Pero todo esto es tiempo arrebatado a los libros, a la lectura. Igual que se habla del «terreno ganado al mar», habría que hablar del «tiempo ganado al mar»: que cada cual decida si ese tiempo es el dedicado a leer o, al revés, el que se ocupa en otras cosas (muchas de ellas necesarias, nunca lo discutiría). Sea como sea, es absurdo ese lamento del «ay, cuánto me gustaría leer más…», porque, salvo casos dramáticos, hay pocas cosas en el mundo más fáciles que hacerlo. Basta con que todos reflexionemos un minuto sobre a qué dedicamos el tiempo de una semana, por ejemplo. ¿Quieres leer más? Pues apaga la tele o, mucho mejor, véndela. No me quiero poner muy moralista ni muy pesado con esto, porque sé que arremeter contra la tele es el primer síntoma de estar envejeciendo mal, pero quienes, fútbol y olimpiadas aparte, vemos la tele diez minutos al año, nos damos cuenta de algo que al parecer no advertís quienes la veis varias horas el día, que es la degradación alucinante de los contenidos. Es como cuando ves a un niño cada tres meses: te sobresaltas con los cambios mucho más que sus padres. O como cuando se va a una ciudad cada cinco años, etcétera. La publicidad, por ejemplo. O esos programas de entrevistas que al parecer son exitosísimos: creedme que es simplemente ultrajante el poco respeto que les merecéis los espectadores: esos guiones obvios, esas malas interpretaciones, esa absoluta falta de espontaneidad, esa falta de naturalidad, esa imposibilidad de la sorpresa verdadera.
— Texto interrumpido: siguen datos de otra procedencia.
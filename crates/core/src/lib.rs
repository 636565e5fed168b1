//! Ironhouse Core - Shared domain types and rules.
//!
//! This crate provides the types used across the Ironhouse components:
//! - `storefront` - JSON storefront server in front of the gym backend
//! - `integration-tests` - End-to-end tests against a stub backend
//!
//! # Architecture
//!
//! The core crate contains only types and pure rules - no I/O, no database
//! access, no HTTP clients. The gym backend owns every entity; the rules here
//! decide what is worth sending to it.
//!
//! # Modules
//!
//! - [`types`] - Newtype IDs, emails, OTP codes, prices and statuses
//! - [`cart`] - Cart lines, quantity limits, merging
//! - [`discount`] - Discount code validation and totals
//! - [`membership`] - Membership periods and stacked renewals
//! - [`booking`] - Trainer booking slot validation

#![cfg_attr(not(test), forbid(unsafe_code))]

pub mod booking;
pub mod cart;
pub mod discount;
pub mod membership;
pub mod types;

pub use types::*;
O los canales de música, que siempre me ponen en cuanto entro a leer o trabajar a una cafetería silenciosa y vacía: yo me pasé los años 90 escuchando buena música, que estaba por todas partes, también en esas emisoras, aunque de vez en cuando te pinchaban algo malísimo. Ahora es al revés: solo excepcionalmente ofrecen alguna canción respetable, y, dejando a un lado la calidad de los videoclips, hay que mirar a la pantalla para comprobar si se ha estropeado o no, si esa música uniforme, constantemente idéntica, chirriante y mal cantada va de verdad pasando o se ha detenido en un bucle de pocos segundos que suena incesantemente.
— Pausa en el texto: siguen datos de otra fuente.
//! Content resource management (logo, videos, gallery, events, text).

use axum::{
    Json,
    extract::{Path, State},
    http::StatusCode,
};
use ironhouse_core::{ResourceId, ResourceKind};
use tracing::instrument;
use url::Url;

use crate::backend::{Resource, ResourceInput};
use crate::error::{AppError, Result};
use crate::middleware::RequireAdmin;
use crate::state::AppState;

/// Check that a resource carries what its kind needs.
///
/// Media kinds need an http(s) URL, events need a date and text needs content.
///
/// # Errors
///
/// Returns a message describing the first problem found.
pub fn validate_resource(mut input: ResourceInput) -> std::result::Result<ResourceInput, String> {
    input.title = input.title.trim().to_string();
    if input.title.is_empty() {
        return Err("title is required".to_string());
    }

    match input.kind {
        ResourceKind::Logo | ResourceKind::Video | ResourceKind::Image => {
            let url = input
                .url
                .as_deref()
                .ok_or_else(|| "a URL is required for media".to_string())?;
            let parsed = Url::parse(url).map_err(|e| format!("invalid URL: {e}"))?;
            if !matches!(parsed.scheme(), "http" | "https") {
                return Err("URL must be http or https".to_string());
            }
        }
        ResourceKind::Event => {
            if input.event_date.is_none() {
                return Err("events need a date".to_string());
            }
        }
        ResourceKind::Text => {
            if input.content.as_deref().is_none_or(|c| c.trim().is_empty()) {
                return Err("text resources need content".to_string());
            }
        }
    }
    Ok(input)
}

/// `GET /api/admin/resources`
#[instrument(skip(state, admin), fields(admin_id = %admin.id))]
pub async fn index(
    State(state): State<AppState>,
    RequireAdmin(admin): RequireAdmin,
) -> Result<Json<Vec<Resource>>> {
    Ok(Json(state.backend().get_resources().await?.as_ref().clone()))
}

/// `POST /api/admin/resources`
#[instrument(skip(state, admin, input), fields(admin_id = %admin.id))]
pub async fn create(
    State(state): State<AppState>,
    RequireAdmin(admin): RequireAdmin,
    Json(input): Json<ResourceInput>,
) -> Result<(StatusCode, Json<Resource>)> {
    let input = validate_resource(input).map_err(AppError::BadRequest)?;
    let resource = state.backend().create_resource(&admin.token, &input).await?;
    Ok((StatusCode::CREATED, Json(resource)))
}

/// `PUT /api/admin/resources/{id}`
#[instrument(skip(state, admin, input), fields(admin_id = %admin.id))]
pub async fn update(
    State(state): State<AppState>,
    RequireAdmin(admin): RequireAdmin,
    Path(id): Path<ResourceId>,
    Json(input): Json<ResourceInput>,
) -> Result<Json<Resource>> {
    let input = validate_resource(input).map_err(AppError::BadRequest)?;
    Ok(Json(
        state
            .backend()
            .update_resource(&admin.token, &id, &input)
            .await?,
    ))
}

/// `DELETE /api/admin/resources/{id}`
#[instrument(skip(state, admin), fields(admin_id = %admin.id))]
pub async fn delete(
    State(state): State<AppState>,
    RequireAdmin(admin): RequireAdmin,
    Path(id): Path<ResourceId>,
) -> Result<StatusCode> {
    state.backend().delete_resource(&admin.token, &id).await?;
    Ok(StatusCode::NO_CONTENT)
}

#[cfg(test)]
mod tests {
    use chrono::Utc;

    use super::*;

    fn input(kind: ResourceKind) -> ResourceInput {
        ResourceInput {
            title: "hero".to_string(),
            kind,
            url: None,
            content: None,
            event_date: None,
            position: None,
        }
    }

    #[test]
    fn test_media_needs_web_url() {
        assert!(validate_resource(input(ResourceKind::Video)).is_err());

        let mut ftp = input(ResourceKind::Image);
        ftp.url = Some("ftp://files.example.com/a.png".to_string());
        assert!(validate_resource(ftp).is_err());

        let mut ok = input(ResourceKind::Logo);
        ok.url = Some("https://cdn.example.com/logo.svg".to_string());
        assert!(validate_resource(ok).is_ok());
    }

    #[test]
    fn test_events_and_text() {
        assert!(validate_resource(input(ResourceKind::Event)).is_err());
        let mut event = input(ResourceKind::Event);
        event.event_date = Some(Utc::now());
        assert!(validate_resource(event).is_ok());

        let mut text = input(ResourceKind::Text);
        text.content = Some("  ".to_string());
        assert!(validate_resource(text).is_err());
    }
}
Cuando nos dicen eso, tan previsible, de que somos muy previsibles y que desde los comienzos de la humanidad los que empezamos a no ser jóvenes creemos estar asistiendo a la degradación de las cosas, cuando lo que sucede es que echamos de menos nuestra juventud, tan gloriosa o tan ridícula como la actual y que bla, bla, bla, uno puede aportar ese argumento irrebatible de los 40 Principales. En ese aspecto particular, la degradación es objetiva, muy fácilmente documentable. Y si alguien me sale con un «bueno, es cuestión de gustos; a ti te gustaba REM y Counting Crows y Red Hot Chili Peppers… y a mí me gustan éstos»… pues entonces estamos ante un problema filosófico. Quizá por eso quieren quitar la filosofía, el latín y el griego del currículo escolar. No vaya a ser que los niños sepan, que las niñas piensen, que podamos seguir distinguiendo entre cultura y consumo.

Una vez dije algo ante varias autoridades culturales que molestó mucho, cuando yo creo que en ese mismo momento me deberían haber entregado el Premio Nacional al Fomento de la Lectura. «¿Qué hay que hacer para leer más», se me preguntaba, y yo dije que, para empezar, no asistir nunca a actos como aquél. Allí había directores de ferias del libro, concejalas de cultura… toda esa gente que anda tan ocupada con la promoción de la lectura que jamás los ha visto nadie con un libro en la mano. La Noche de los Libros por ejemplo, que es una mala buena idea, yo la celebro siempre leyendo en casita. Y así con todo: menos presentaciones, menos sociología, menos suplementos literarios, menos artículos como éste… ¿Quieres leer más? Pues es muy sencillo: basta con coger un libro, sentarse, abrirlo y empezar. No pongamos más excusas.